--- START ---

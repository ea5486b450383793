//! Whether injected targets land in the BTB, the IBP, or both, once with a
//! random branch history and once with a history matching the victim.

use std::path::Path;

use anyhow::Result;
use uarch_core::{stats, ResultSet};

use super::{INSTRUCTIONS, METRIC};
use crate::settings::Settings;

const HISTORIES: [(&str, &str); 2] = [("rand", "Random History"), ("match", "Matching History")];

pub fn run(settings: &Settings, data_dir: &Path) -> Result<()> {
    let sets = settings.load_ordered(data_dir)?;
    for line in report(settings, &sets)? {
        println!("{line}");
    }
    Ok(())
}

pub fn report(settings: &Settings, sets: &[ResultSet]) -> Result<Vec<String>> {
    let mut lines = Vec::new();
    for set in sets {
        lines.push(settings.core_label(set)?);
        for (prefix, title) in HISTORIES {
            lines.push(format!("  {title}:  "));
            lines.push("    inst.| BTB   | IBP   |".to_string());
            for inst in INSTRUCTIONS {
                let btb = set.number(&format!("{prefix}_{inst}_hits_per_round_btb_{METRIC}"))?;
                let ibp = set.number(&format!("{prefix}_{inst}_hits_per_round_ibp_{METRIC}"))?;
                lines.push(format!(
                    "    {inst:<4} | {:>4.1}% | {:>4.1}% |",
                    stats::pct(btb),
                    stats::pct(ibp)
                ));
            }
        }
    }
    Ok(lines)
}
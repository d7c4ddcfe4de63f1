use std::net::SocketAddr;
use std::time::Duration;

use clap::Parser;

use crate::bioc::DEFAULT_MAX_DOCUMENT_BYTES;
use crate::harvest::{DEFAULT_MAX_PASSAGES, HarvestOptions};
use crate::pubmed::DEFAULT_RETMAX;

const MAX_CONCURRENCY: usize = 16;

#[derive(Debug, thiserror::Error)]
pub enum ConfigError {
    #[error("invalid {name} URL '{value}': {source}")]
    InvalidUrl {
        name: &'static str,
        value: String,
        source: url::ParseError,
    },

    #[error("{name} URL must use http or https, got '{value}'")]
    InvalidScheme { name: &'static str, value: String },

    #[error("{name} must be at least 1")]
    Zero { name: &'static str },
}

/// Command line and environment configuration.
#[derive(Debug, Parser)]
#[command(version, about)]
pub struct Cli {
    /// Address to listen on
    #[arg(long, env = "HERBALIST_LISTEN", default_value = "0.0.0.0:8000")]
    pub listen: SocketAddr,

    /// PubMed E-utilities base URL (default: NCBI production)
    #[arg(long, env = "HERBALIST_EUTILS_BASE")]
    pub eutils_base: Option<String>,

    /// BioC PMC Open Access base URL (default: NCBI production)
    #[arg(long, env = "HERBALIST_BIOC_BASE")]
    pub bioc_base: Option<String>,

    /// Articles requested per search
    #[arg(long, env = "HERBALIST_MAX_ARTICLES", default_value_t = DEFAULT_RETMAX)]
    pub max_articles: u32,

    /// Passages kept per article
    #[arg(long, env = "HERBALIST_MAX_PASSAGES", default_value_t = DEFAULT_MAX_PASSAGES)]
    pub max_passages: usize,

    /// Articles fetched at once per request (1-16)
    #[arg(long, env = "HERBALIST_CONCURRENCY", default_value_t = 1)]
    pub concurrency: usize,

    /// Global outbound HTTP timeout in seconds
    #[arg(long, env = "HERBALIST_HTTP_TIMEOUT_SECS", default_value_t = 30)]
    pub http_timeout_secs: u64,

    /// Outbound TCP connect timeout in seconds
    #[arg(long, env = "HERBALIST_CONNECT_TIMEOUT_SECS", default_value_t = 10)]
    pub connect_timeout_secs: u64,

    /// Largest BioC document accepted, in bytes; bigger ones are skipped
    #[arg(long, env = "HERBALIST_MAX_DOCUMENT_BYTES", default_value_t = DEFAULT_MAX_DOCUMENT_BYTES)]
    pub max_document_bytes: usize,
}

impl Cli {
    pub fn harvest_options(&self) -> HarvestOptions {
        HarvestOptions {
            max_articles: self.max_articles,
            max_passages: self.max_passages,
            concurrency: self.concurrency.clamp(1, MAX_CONCURRENCY),
        }
    }

    pub fn http_timeout(&self) -> Duration {
        Duration::from_secs(self.http_timeout_secs)
    }

    pub fn connect_timeout(&self) -> Duration {
        Duration::from_secs(self.connect_timeout_secs)
    }

    /// Check limits and base URL overrides before any request is made.
    pub fn validate(&self) -> Result<(), ConfigError> {
        if self.max_passages == 0 {
            return Err(ConfigError::Zero {
                name: "max-passages",
            });
        }
        if self.max_document_bytes == 0 {
            return Err(ConfigError::Zero {
                name: "max-document-bytes",
            });
        }
        if let Some(base) = &self.eutils_base {
            validate_base_url("eutils", base)?;
        }
        if let Some(base) = &self.bioc_base {
            validate_base_url("bioc", base)?;
        }
        Ok(())
    }
}

fn validate_base_url(name: &'static str, value: &str) -> Result<(), ConfigError> {
    let parsed = url::Url::parse(value).map_err(|source| ConfigError::InvalidUrl {
        name,
        value: value.to_string(),
        source,
    })?;
    match parsed.scheme() {
        "http" | "https" => Ok(()),
        _ => Err(ConfigError::InvalidScheme {
            name,
            value: value.to_string(),
        }),
    }
}
mod bioc;
mod config;
mod harvest;
mod keywords;
mod pubmed;
mod server;

pub const USER_AGENT: &str = concat!("herbalist/", env!("CARGO_PKG_VERSION"));

use clap::Parser;
use reqwest::Client;
use tokio::net::TcpListener;
use tracing::info;

use bioc::BiocClient;
use config::Cli;
use harvest::Harvester;
use pubmed::PubMedClient;

#[tokio::main]
async fn main() -> Result<(), Box<dyn std::error::Error>> {
    tracing_subscriber::fmt()
        .with_writer(std::io::stderr)
        .with_env_filter(
            tracing_subscriber::EnvFilter::from_default_env()
                .add_directive("herbalist=info".parse()?),
        )
        .init();

    let cli = Cli::parse();
    cli.validate()?;

    let http = Client::builder()
        .user_agent(USER_AGENT)
        .connect_timeout(cli.connect_timeout())
        .timeout(cli.http_timeout())
        .build()?;

    let pubmed = match &cli.eutils_base {
        Some(base) => PubMedClient::with_base_url(http.clone(), base),
        None => PubMedClient::new(http.clone()),
    };
    let bioc = match &cli.bioc_base {
        Some(base) => BiocClient::with_base_url(http, base),
        None => BiocClient::new(http),
    }
    .with_max_bytes(cli.max_document_bytes);
    let options = cli.harvest_options();
    let app = server::router(Harvester::new(pubmed, bioc, options));

    let listener = TcpListener::bind(cli.listen).await?;
    info!(addr = %cli.listen, ?options, "herbalist listening");

    axum::serve(listener, app)
        .with_graceful_shutdown(shutdown_signal())
        .await
        .inspect_err(|e| tracing::error!("server error: {e}"))?;

    info!("server stopped");
    Ok(())
}

async fn shutdown_signal() {
    if let Err(e) = tokio::signal::ctrl_c().await {
        tracing::error!("failed to listen for shutdown signal: {e}");
        std::future::pending::<()>().await;
    }
    info!("shutdown signal received");
}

--- END ---

REQUIRED ACTION: An exact copy of the lines from the one containing "std::future::pending::<()>().await;" through the last line of the material, both included, is to be printed, and nothing else.

SOLUTION FOR THIS EXERCISE:
        std::future::pending::<()>().await;
    }
    info!("shutdown signal received");
}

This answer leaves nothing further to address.